The worst part, though, isn’t that I screwed myself. It isn’t even that I pushed into a life I wasn’t ready for. No, the worst part is that I did everything “right”. I made the choices I was supposed to make. I went to college. I found friends. I hung out. I did my work. I found a major I enjoyed. I tried my damnedest to learn as much as I could. And in the process, I ended up worse off than had I spent the last five years hiding in a cabin twiddling my thumbs. That’s the kicker. I am nowhere closer to knowing what I want to do with my life, much less actually doing it, and by every societal indication, I should be.
Finally, as I leave, I wish to reiterate: This is not me complaining about college in general. College is an important part of many people’s developments as human beings. This isn’t even really a complaint about the system that pushed me to go to college. I had many friends who were in the same system as I was who didn’t. This is ultimately about me. I followed when I really shouldn’t have, and that caused me to fail.

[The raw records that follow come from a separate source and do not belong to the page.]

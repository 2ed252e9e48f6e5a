//! Live-connection tracking.
//!
//! The registry counts live connections per peer (a peer may hold one
//! connection per protocol) and emits [`PeerConnected`] when the first
//! one opens and [`PeerDisconnected`] when the last one closes. The
//! runtime state machine and the presence adapter are driven by these
//! events.

use std::collections::HashMap;
use std::sync::{Arc, Mutex};

use chrono::Utc;
use p2pos_types::PeerId;
use p2pos_types::events::{EventBus, PeerConnected, PeerDisconnected};
use tracing::debug;

struct PeerEntry {
    conns: usize,
    last_addr: String,
}

struct Inner {
    peers: Mutex<HashMap<PeerId, PeerEntry>>,
    bus: EventBus,
}

/// Tracks which peers currently have at least one live connection.
#[derive(Clone)]
pub struct ConnectionRegistry {
    inner: Arc<Inner>,
}

impl ConnectionRegistry {
    /// Create a registry emitting events on `bus`.
    pub fn new(bus: EventBus) -> Self {
        Self {
            inner: Arc::new(Inner {
                peers: Mutex::new(HashMap::new()),
                bus,
            }),
        }
    }

    /// Record a live connection to `peer`.
    ///
    /// The returned guard releases the connection on drop; callers tie it
    /// to the connection's lifetime (e.g. dropped when `closed()`
    /// resolves). `remote_addr` is the best-known remote address, empty
    /// when the transport cannot tell.
    pub fn register(&self, peer: PeerId, remote_addr: String) -> ConnectionGuard {
        let first = {
            let mut peers = self.inner.peers.lock().expect("registry lock");
            let entry = peers.entry(peer).or_insert(PeerEntry {
                conns: 0,
                last_addr: String::new(),
            });
            entry.conns += 1;
            if !remote_addr.is_empty() {
                entry.last_addr = remote_addr.clone();
            }
            entry.conns == 1
        };

        if first {
            debug!(peer = %peer.fmt_short(), "peer connected");
            self.inner.bus.emit(PeerConnected {
                peer_id: peer,
                remote_addr,
                at: Utc::now(),
            });
        }

        ConnectionGuard {
            inner: self.inner.clone(),
            peer,
        }
    }

    /// Peers with at least one live connection.
    pub fn connected_peers(&self) -> Vec<PeerId> {
        self.inner
            .peers
            .lock()
            .expect("registry lock")
            .keys()
            .copied()
            .collect()
    }

    /// Whether `peer` has a live connection.
    pub fn is_connected(&self, peer: &PeerId) -> bool {
        self.inner
            .peers
            .lock()
            .expect("registry lock")
            .contains_key(peer)
    }

    /// Last known remote address for `peer`, empty when unknown.
    pub fn last_addr(&self, peer: &PeerId) -> String {
        self.inner
            .peers
            .lock()
            .expect("registry lock")
            .get(peer)
            .map(|e| e.last_addr.clone())
            .unwrap_or_default()
    }
}

impl std::fmt::Debug for ConnectionRegistry {
    fn fmt(&self, f: &mut std::fmt::Formatter<'_>) -> std::fmt::Result {
        let peers = self.inner.peers.lock().expect("registry lock");
        f.debug_struct("ConnectionRegistry")
            .field("connected", &peers.len())
            .finish()
    }
}

/// Releases one live connection when dropped.
pub struct ConnectionGuard {
    inner: Arc<Inner>,
    peer: PeerId,
}

impl Drop for ConnectionGuard {
    fn drop(&mut self) {
        let last = {
            let mut peers = self.inner.peers.lock().expect("registry lock");
            match peers.get_mut(&self.peer) {
                Some(entry) => {
                    entry.conns = entry.conns.saturating_sub(1);
                    if entry.conns == 0 {
                        peers.remove(&self.peer);
                        true
                    } else {
                        false
                    }
                }
                None => false,
            }
        };

        if last {
            debug!(peer = %self.peer.fmt_short(), "peer disconnected");
            self.inner.bus.emit(PeerDisconnected {
                peer_id: self.peer,
                at: Utc::now(),
            });
        }
    }
}
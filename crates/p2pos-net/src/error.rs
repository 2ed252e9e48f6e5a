//! Error types for network operations.

/// Errors that can occur during network operations.
#[derive(Debug, thiserror::Error)]
pub enum NetError {
    /// Failed to connect to a remote peer.
    #[error("connection error: {0}")]
    Connect(String),

    /// The remote peer does not serve the requested protocol.
    ///
    /// Version skew: callers mark the peer and skip the protocol until
    /// its next connect event.
    #[error("protocol not supported by peer")]
    ProtocolUnsupported,

    /// A deadline elapsed before the operation finished.
    #[error("deadline exceeded during {0}")]
    Timeout(&'static str),

    /// Failed to open a stream.
    #[error("stream open error: {0}")]
    StreamOpen(String),

    /// Error writing to a stream.
    #[error("write error: {0}")]
    Write(#[from] iroh::endpoint::WriteError),

    /// Stream was already closed when trying to finish.
    #[error("stream closed: {0}")]
    ClosedStream(#[from] iroh::endpoint::ClosedStream),

    /// Error reading a stream to EOF.
    #[error("read error: {0}")]
    ReadToEnd(#[from] iroh::endpoint::ReadToEndError),

    /// A JSON payload failed to decode.
    #[error("decode error: {0}")]
    Decode(String),

    /// A peer id or dial address failed to parse.
    #[error("invalid address: {0}")]
    InvalidAddress(String),

    /// The remote answered an error instead of a payload.
    #[error("remote error: {0}")]
    Remote(String),
}

impl NetError {
    /// Classify a connect failure, surfacing ALPN rejection as the typed
    /// [`NetError::ProtocolUnsupported`] instead of a string match at the
    /// call sites.
    pub fn from_connect(err: impl std::fmt::Display) -> Self {
        let msg = err.to_string();
        let lower = msg.to_lowercase();
        if lower.contains("alpn") || lower.contains("no application protocol") {
            NetError::ProtocolUnsupported
        } else {
            NetError::Connect(msg)
        }
    }

    /// Whether this error means "mark the peer unsupported until its next
    /// connect event".
    pub fn is_protocol_unsupported(&self) -> bool {
        matches!(self, NetError::ProtocolUnsupported)
    }
}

But it goes beyond simply me. I know many people who feel similar, who feel pushed into going to college when they didn’t feel ready, or felt pushed away from it when they felt it was the right next step. I hope I speak for all of them when I tell everyone reading this my true message. Listen to the people giving you advice, because they have been through things, but don’t discredit your own opinions. Your perspectives on yourself and your future are far more important than anything anyone else has to say about it. So, if you are uncertain, listen to others, whoever they might be. But if you know their advice won’t work for you, don’t follow it. Find another path for yourself, if everyone’s advice goes against what you know about yourself.